(Collected data)

=== Begin Enclosure ===

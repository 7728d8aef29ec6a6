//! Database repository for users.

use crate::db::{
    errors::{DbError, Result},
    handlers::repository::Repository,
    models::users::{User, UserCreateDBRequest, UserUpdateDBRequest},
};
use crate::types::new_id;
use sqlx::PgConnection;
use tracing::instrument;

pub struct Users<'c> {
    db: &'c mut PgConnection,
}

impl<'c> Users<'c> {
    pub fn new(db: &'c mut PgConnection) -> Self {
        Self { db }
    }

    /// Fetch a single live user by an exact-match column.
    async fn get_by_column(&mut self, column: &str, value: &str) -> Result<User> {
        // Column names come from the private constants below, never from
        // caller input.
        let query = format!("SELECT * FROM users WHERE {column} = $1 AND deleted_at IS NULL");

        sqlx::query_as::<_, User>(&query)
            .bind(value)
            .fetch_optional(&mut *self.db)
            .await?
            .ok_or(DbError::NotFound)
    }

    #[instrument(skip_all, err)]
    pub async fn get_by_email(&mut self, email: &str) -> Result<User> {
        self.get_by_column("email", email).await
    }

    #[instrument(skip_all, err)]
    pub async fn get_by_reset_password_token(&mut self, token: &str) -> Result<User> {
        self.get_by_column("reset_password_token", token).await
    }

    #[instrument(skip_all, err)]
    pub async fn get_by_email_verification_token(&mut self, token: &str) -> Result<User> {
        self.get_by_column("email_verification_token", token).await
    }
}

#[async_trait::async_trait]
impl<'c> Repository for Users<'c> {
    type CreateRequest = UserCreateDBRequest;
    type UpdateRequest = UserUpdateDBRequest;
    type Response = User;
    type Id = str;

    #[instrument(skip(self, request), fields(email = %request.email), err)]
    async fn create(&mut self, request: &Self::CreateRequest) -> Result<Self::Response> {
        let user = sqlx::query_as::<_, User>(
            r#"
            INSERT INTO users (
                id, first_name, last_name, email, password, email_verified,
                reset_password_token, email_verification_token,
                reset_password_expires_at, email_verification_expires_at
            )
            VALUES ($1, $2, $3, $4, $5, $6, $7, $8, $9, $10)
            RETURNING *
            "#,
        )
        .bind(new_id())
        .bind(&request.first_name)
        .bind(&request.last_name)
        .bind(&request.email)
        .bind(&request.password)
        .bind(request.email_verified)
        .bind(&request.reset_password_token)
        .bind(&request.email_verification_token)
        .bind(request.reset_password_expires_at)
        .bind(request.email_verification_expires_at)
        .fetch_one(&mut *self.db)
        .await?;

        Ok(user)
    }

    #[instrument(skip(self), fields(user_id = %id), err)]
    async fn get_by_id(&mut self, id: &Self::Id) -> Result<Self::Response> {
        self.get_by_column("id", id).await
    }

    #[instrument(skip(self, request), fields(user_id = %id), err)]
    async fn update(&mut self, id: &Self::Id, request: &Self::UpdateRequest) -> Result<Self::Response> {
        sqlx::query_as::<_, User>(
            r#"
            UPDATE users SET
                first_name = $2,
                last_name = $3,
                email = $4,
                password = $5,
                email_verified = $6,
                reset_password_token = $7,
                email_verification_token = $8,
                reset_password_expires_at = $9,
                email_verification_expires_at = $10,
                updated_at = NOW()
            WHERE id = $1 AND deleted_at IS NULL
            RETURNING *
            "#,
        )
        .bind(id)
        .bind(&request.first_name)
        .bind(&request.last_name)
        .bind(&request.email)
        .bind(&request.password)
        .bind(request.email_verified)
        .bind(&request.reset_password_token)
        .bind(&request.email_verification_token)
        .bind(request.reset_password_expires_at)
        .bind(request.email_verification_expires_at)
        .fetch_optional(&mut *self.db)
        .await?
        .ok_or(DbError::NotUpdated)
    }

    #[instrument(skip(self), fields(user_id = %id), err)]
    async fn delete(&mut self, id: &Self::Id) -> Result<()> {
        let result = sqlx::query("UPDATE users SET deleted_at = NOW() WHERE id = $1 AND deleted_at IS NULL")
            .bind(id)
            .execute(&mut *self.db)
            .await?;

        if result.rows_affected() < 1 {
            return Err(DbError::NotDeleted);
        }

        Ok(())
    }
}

=== End Enclosure ===

## Task requirements
The lines sought are those in the data above that include the string "CreateRequest"; copy each one.

## Solution
    type CreateRequest = UserCreateDBRequest;
    async fn create(&mut self, request: &Self::CreateRequest) -> Result<Self::Response> {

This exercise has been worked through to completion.